Ce roman est le premier qu’Annie Jay a écrit. Avec le recul, ce livre a été jugé trop compliqué : les personnages sont très nombreux, le vocabulaire, trop soutenu et les phrases sont très longues… Quelques années après sa parution, l’éditeur à proposé à Annie d’alléger une partie du texte, de couper certaines phrases, de supprimer des personnages secondaires… Voilà pourquoi il existe deux versions de ce livre !

Inspirations…

A 4 ans et demi, elle savait déjà lire ! Adolescente, elle lisait Alexandre Dumas, Théophile Gautier… mais c’est le premier qui l’a beaucoup inspirée. Elle a puisé dans ces livres d’aventures toutes les ficelles, les schémas qui permettent de créer des rebondissements.  A partir d’une anecdote, d’un fait réel elle tisse une histoire. Elle est très à l’écoute des scènes de la vie quotidienne… Elle capte des ambiances, des regards, elle écoute beaucoup les conversations dans les trains, les restaurants… Elle note des prénoms. Son inspiration est multiple.

S’est-elle essayée à d’autres genres ?

Oui.  A la poésie et au théâtre mais cela n’a jamais abouti. Elle n’est pas à l’aise dans ce genre d’histoires. De même qu’elle n’écrit que pour les enfants et les adolescents et pas pour les adultes. Elle préfère largement « transmettre l’Histoire » à des esprits neufs à travers ses livres, c’est beaucoup plus intéressant ! Et puis la littérature de jeunesse a une durée de vie plus longue qu’un livre pour les adultes.

Les livres dont elle est le plus fière ?

Il lui est difficile de répondre à cette question… C’est un peu comme si on  demandait à une maman lequel de ses enfants elle préfère. Elle les aime tous mais pour des raisons différentes. Par exemple, « Les Roses de Trianon » : elle s’est régalée à inventer des aventures où les héros se chamaillent… « Le comédien de Molière« , elle a pris énormément de plaisir à raconter la « façon dont se transmet le métier de comédien »… Le livre qui a eu le plus de succès est « A la poursuite d’Olympe ».

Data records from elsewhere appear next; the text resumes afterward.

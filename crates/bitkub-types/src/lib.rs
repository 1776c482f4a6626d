//! Shared types for the Bitkub REST API
//!
//! This crate provides the core type definitions used across the workspace.
//! It has no networking and can be used independently.
//!
//! # Key Types
//!
//! - [`ParameterMap`], [`ParamValue`] - Ordered request parameters with absent values
//! - [`BitkubErrorCode`] - Numeric exchange error codes and their messages
//! - [`transform`] - Response envelope normalization (`errorMsg` attachment)

pub mod envelope;
pub mod error_codes;
pub mod params;

// Re-export commonly used types
pub use envelope::transform;
pub use error_codes::*;
pub use params::*;

// Re-export rust_decimal for users
pub use rust_decimal::Decimal;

Et parfois le succès ne tient pas à grand-chose…

Annie est du genre franche et quand elle dit qu’elle n’aime pas, elle n’y va pas par quatre chemins. Que ce soit à propos de certaines couvertures ou illustrations, elle avoue tout haut que quelques unes sont franchement moches et pourtant, elle n’y peut rien… Ce n’est pas elle qui dessine et surtout qui décide de telle ou telle illustration. C’est l’éditeur qui choisit ou modifie à sa guise l’image de couverture et/ou  celles qui vont apparaître à l’intérieur. En tant que détenteur des droits du livre, il peut se permettre beaucoup de choses sans même consulter Annie !

Il est donc très frustrant de constater que les livres dont les couvertures sont franchement peu réussies ne se sont pas beaucoup vendus et celles dont les illustrations sont un peu meilleures – et dont la promo a été au top – se sont bien vendus !

Des projets ?

Oui, plein ! Le nouveau pari est d’écrire pour les 8-10 ans. C’est actuellement en cours… Le sujet est une princesse : la sœur de Louis XVI qui était une vraie peste, colérique, insolente…

Merci infiniment chère Annie d’être venue jusqu’à nous !

Les élèves ont passé une excellent moment en votre compagnie !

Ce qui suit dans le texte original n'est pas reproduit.